WORK TASK ▸ Copy out exactly the lines from the first line of the material below through the line containing "Re-export public API", and nothing beyond them.

EXCERPTED RECORDS ▸
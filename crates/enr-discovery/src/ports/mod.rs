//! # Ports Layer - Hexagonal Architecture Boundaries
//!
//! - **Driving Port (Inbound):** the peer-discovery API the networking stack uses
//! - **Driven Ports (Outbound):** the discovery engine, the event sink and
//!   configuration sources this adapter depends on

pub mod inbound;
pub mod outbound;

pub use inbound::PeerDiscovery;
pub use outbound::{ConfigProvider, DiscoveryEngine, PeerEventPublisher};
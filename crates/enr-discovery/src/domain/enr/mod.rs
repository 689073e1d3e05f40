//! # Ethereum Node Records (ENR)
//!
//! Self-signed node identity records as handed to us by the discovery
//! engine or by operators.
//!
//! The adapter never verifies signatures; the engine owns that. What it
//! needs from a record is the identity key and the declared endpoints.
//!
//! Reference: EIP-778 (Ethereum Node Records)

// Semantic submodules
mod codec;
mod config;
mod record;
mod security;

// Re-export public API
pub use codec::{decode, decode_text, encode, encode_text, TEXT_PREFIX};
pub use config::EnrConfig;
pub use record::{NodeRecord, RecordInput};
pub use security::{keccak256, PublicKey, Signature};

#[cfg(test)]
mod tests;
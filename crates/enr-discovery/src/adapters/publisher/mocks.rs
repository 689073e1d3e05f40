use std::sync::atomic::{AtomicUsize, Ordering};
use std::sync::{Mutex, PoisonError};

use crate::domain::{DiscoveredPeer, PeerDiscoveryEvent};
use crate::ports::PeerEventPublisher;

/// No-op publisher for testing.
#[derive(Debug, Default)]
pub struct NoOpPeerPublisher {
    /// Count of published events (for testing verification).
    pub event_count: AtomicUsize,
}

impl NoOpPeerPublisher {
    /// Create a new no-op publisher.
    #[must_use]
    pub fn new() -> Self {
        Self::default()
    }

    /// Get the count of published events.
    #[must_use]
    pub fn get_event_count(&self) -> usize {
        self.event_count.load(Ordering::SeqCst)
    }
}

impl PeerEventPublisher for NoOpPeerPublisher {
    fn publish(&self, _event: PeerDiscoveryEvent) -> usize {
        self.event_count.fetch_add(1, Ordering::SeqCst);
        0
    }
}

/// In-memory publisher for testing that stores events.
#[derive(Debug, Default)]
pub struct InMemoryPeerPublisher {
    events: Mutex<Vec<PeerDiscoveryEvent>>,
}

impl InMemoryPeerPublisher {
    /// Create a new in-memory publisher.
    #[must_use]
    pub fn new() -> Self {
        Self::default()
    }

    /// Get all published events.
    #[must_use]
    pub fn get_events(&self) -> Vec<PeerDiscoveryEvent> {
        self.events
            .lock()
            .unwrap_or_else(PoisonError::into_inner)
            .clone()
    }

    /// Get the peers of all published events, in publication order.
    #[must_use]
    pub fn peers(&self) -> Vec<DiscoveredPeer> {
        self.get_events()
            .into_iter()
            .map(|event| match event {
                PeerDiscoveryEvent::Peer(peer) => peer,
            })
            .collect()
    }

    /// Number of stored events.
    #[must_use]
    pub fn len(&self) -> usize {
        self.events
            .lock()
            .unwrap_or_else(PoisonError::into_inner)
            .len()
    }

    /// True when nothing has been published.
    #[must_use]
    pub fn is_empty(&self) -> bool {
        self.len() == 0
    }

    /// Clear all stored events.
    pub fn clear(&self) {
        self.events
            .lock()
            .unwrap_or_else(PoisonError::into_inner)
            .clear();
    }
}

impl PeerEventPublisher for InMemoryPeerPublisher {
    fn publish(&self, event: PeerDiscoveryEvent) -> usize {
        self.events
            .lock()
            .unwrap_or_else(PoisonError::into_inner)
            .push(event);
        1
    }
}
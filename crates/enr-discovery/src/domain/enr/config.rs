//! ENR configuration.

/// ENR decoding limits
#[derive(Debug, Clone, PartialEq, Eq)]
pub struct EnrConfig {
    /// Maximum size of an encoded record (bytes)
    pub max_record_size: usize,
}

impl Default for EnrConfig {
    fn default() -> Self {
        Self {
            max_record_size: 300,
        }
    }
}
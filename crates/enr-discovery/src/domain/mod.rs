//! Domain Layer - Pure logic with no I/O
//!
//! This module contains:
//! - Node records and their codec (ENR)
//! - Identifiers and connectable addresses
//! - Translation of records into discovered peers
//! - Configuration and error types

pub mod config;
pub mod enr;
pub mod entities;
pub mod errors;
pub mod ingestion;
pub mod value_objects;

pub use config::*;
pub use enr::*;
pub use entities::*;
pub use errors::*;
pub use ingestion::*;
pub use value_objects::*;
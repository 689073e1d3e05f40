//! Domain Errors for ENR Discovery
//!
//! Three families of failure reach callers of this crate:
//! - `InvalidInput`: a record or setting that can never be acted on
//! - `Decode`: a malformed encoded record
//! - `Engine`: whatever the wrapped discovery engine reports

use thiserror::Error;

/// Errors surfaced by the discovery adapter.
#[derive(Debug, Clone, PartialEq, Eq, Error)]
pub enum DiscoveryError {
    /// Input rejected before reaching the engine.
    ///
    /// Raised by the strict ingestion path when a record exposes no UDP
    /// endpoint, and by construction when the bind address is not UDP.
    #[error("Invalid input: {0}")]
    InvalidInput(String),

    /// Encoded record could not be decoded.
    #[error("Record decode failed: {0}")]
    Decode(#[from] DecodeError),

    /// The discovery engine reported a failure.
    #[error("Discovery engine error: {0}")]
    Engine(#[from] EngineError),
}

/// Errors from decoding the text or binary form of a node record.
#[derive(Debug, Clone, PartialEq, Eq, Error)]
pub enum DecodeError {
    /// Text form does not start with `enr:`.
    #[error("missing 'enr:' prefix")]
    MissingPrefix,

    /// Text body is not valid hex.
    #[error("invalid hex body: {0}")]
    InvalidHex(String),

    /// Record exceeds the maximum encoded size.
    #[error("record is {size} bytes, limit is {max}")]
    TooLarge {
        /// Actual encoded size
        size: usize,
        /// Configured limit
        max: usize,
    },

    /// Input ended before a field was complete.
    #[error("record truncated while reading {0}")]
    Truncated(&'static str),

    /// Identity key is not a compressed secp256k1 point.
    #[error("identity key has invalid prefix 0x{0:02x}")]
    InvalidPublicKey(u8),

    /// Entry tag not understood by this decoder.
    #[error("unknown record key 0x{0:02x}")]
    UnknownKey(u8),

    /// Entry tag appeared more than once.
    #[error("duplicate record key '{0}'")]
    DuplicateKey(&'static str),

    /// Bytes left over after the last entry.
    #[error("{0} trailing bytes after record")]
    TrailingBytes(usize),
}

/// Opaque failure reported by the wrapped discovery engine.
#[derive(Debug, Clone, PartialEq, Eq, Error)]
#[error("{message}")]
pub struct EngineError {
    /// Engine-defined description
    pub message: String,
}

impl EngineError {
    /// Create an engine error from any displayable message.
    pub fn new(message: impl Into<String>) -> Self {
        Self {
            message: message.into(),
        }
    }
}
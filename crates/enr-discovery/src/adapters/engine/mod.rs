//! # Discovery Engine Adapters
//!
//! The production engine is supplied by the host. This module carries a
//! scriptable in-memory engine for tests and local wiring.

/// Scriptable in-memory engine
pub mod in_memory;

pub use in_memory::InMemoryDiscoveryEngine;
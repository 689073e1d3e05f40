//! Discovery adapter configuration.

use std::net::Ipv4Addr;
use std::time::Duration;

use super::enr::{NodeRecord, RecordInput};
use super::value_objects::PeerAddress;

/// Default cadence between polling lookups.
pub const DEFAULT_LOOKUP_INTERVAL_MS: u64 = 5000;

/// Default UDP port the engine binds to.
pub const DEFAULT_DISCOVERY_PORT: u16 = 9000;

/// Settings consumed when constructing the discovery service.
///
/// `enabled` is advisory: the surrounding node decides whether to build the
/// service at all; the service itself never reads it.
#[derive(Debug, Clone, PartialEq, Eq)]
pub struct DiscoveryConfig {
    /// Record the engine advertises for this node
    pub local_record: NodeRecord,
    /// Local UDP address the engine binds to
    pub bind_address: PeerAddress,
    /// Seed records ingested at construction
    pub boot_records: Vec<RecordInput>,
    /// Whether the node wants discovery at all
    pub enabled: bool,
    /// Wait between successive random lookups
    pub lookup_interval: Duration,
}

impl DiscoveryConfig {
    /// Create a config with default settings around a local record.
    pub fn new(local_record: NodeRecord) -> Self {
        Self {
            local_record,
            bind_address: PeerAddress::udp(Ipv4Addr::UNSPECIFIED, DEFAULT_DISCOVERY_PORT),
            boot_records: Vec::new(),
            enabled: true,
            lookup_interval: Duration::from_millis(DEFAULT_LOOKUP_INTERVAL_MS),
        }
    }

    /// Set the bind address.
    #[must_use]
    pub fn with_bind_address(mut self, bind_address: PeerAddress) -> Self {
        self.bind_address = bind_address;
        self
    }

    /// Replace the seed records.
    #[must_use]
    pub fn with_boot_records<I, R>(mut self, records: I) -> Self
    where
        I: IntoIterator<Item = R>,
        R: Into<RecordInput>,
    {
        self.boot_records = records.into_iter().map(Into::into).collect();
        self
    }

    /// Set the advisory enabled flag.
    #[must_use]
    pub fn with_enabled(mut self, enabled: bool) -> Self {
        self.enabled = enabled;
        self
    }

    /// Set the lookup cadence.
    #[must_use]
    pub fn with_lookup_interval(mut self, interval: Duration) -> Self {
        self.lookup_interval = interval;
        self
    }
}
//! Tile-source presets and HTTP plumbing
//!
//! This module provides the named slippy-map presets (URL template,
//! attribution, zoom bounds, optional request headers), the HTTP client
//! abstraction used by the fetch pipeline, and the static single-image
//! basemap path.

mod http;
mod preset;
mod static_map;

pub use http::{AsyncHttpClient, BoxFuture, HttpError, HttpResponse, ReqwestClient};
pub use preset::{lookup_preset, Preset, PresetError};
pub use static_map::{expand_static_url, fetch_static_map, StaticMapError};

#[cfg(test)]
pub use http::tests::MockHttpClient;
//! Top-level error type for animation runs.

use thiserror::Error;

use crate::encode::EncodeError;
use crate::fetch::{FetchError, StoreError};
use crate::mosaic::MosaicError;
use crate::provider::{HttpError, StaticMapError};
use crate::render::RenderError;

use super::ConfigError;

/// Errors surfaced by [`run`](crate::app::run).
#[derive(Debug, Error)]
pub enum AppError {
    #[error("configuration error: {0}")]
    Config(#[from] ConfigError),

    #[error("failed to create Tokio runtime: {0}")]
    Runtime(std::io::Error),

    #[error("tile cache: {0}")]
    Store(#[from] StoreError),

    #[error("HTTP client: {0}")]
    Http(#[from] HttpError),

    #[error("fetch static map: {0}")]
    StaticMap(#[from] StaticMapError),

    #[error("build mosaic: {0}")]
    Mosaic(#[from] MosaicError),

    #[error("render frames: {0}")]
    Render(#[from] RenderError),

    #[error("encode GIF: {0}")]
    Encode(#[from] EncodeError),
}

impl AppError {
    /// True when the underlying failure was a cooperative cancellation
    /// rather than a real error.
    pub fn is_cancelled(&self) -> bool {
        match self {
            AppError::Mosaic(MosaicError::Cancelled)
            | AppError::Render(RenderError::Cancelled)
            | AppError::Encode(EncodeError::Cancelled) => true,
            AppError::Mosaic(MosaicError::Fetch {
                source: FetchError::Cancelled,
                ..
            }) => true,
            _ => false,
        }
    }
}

REPLY ▸
filename crates/enr-discovery/src/ports/mod.rs
//! # Ports Layer - Hexagonal Architecture Boundaries
//!
//! - **Driving Port (Inbound):** the peer-discovery API the networking stack uses
//! - **Driven Ports (Outbound):** the discovery engine, the event sink and
//!   configuration sources this adapter depends on

pub mod inbound;
pub mod outbound;

pub use inbound::PeerDiscovery;
pub use outbound::{ConfigProvider, DiscoveryEngine, PeerEventPublisher};
filename crates/enr-discovery/src/domain/enr/mod.rs
repository 689073e1d3e05f40
//! # Ethereum Node Records (ENR)
//!
//! Self-signed node identity records as handed to us by the discovery
//! engine or by operators.
//!
//! The adapter never verifies signatures; the engine owns that. What it
//! needs from a record is the identity key and the declared endpoints.
//!
//! Reference: EIP-778 (Ethereum Node Records)

// Semantic submodules
mod codec;
mod config;
mod record;
mod security;

// Re-export public API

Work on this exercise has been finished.